_Task requirements_
Pull out every line in the data that has the string "impl" in it.

_Exercise materials_
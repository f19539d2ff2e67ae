//! Restraint work packets.

use std::sync::Arc;

use atomic::{Atomic, Ordering};
use crossbeam::sync::WaitGroup;

use super::{RestraintWork, Restrainer};
use crate::pinner::lifetime::PinLifetime;
use crate::service::PinningService;
use crate::util::handshake::Latch;
use crate::util::log::trace;
use crate::util::pin_state::PinState;
use crate::util::ObjectReference;

/// One managed object being restrained.
pub(crate) struct PinnedRegion {
    pub object: ObjectReference,
    state: Atomic<PinState>,
    /// Released by the restrainer once the object is held and the restraint is parked.
    pinned: Latch,
}

impl PinnedRegion {
    pub fn new(object: ObjectReference) -> Self {
        Self {
            object,
            state: Atomic::new(PinState::Pinning),
            pinned: Latch::new(),
        }
    }

    pub fn state(&self) -> PinState {
        self.state.load(Ordering::Acquire)
    }

    fn set_state(&self, state: PinState) {
        let old = self.state.swap(state, Ordering::AcqRel);
        debug_assert!(
            (old as u8) < (state as u8),
            "Pinned region {} went from {} to {}",
            self.object,
            old,
            state
        );
    }

    /// Block until the restrainer confirms the object is held.
    pub fn wait_pinned(&self) {
        self.pinned.wait();
    }
}

/// Take a hold on the region's object, park behind the lifetime's release gate, and confirm the
/// pin.
pub(crate) struct Restrain {
    pub region: Arc<PinnedRegion>,
    pub lifetime: Arc<PinLifetime>,
    /// Dropped when the restraint is released.  The lifetime waits on the other end.
    pub token: WaitGroup,
}

impl RestraintWork for Restrain {
    fn do_work(self: Box<Self>, worker: &mut Restrainer, service: &'static PinningService) {
        let Restrain {
            region,
            lifetime,
            token,
        } = *self;
        service.pinned_roots.hold(region.object);
        region.set_state(PinState::Pinned);
        trace!(
            "Restrainer {} holds {} in lifetime {}",
            worker.ordinal,
            region.object,
            lifetime.generation()
        );

        let parked = ParkedRestraint {
            region: region.clone(),
            lifetime: lifetime.clone(),
            token,
        };
        // Park first so the caller only proceeds once the restraint is waiting for release.  The
        // pinner lock is held until the pin is confirmed, so the gate cannot be open yet.
        let parked = lifetime.gate().park(parked);
        debug_assert!(
            parked.is_ok(),
            "Lifetime {} finished before {} was parked",
            lifetime.generation(),
            region.object
        );
        region.pinned.release();
        if let Err(parked) = parked {
            parked.unrestrain(worker, service);
        }
    }
}

/// A restraint waiting behind its lifetime's release gate.  It owns the hold on its object until
/// it is woken.
pub(crate) struct ParkedRestraint {
    region: Arc<PinnedRegion>,
    lifetime: Arc<PinLifetime>,
    token: WaitGroup,
}

impl ParkedRestraint {
    fn unrestrain(self, worker: &mut Restrainer, service: &'static PinningService) {
        service.pinned_roots.unhold(self.region.object);
        self.region.set_state(PinState::Released);
        self.lifetime.on_restraint_released();
        trace!(
            "Restrainer {} released {} from lifetime {}",
            worker.ordinal,
            self.region.object,
            self.lifetime.generation()
        );
        // Release-confirmed.
        drop(self.token);
    }
}

/// Wake one parked restraint: drop its hold and confirm the release.
pub(crate) struct Unrestrain {
    pub parked: ParkedRestraint,
}

impl RestraintWork for Unrestrain {
    fn do_work(self: Box<Self>, worker: &mut Restrainer, service: &'static PinningService) {
        self.parked.unrestrain(worker, service);
    }
}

_Exercise result_
impl PinnedRegion {
impl RestraintWork for Restrain {
impl ParkedRestraint {
impl RestraintWork for Unrestrain {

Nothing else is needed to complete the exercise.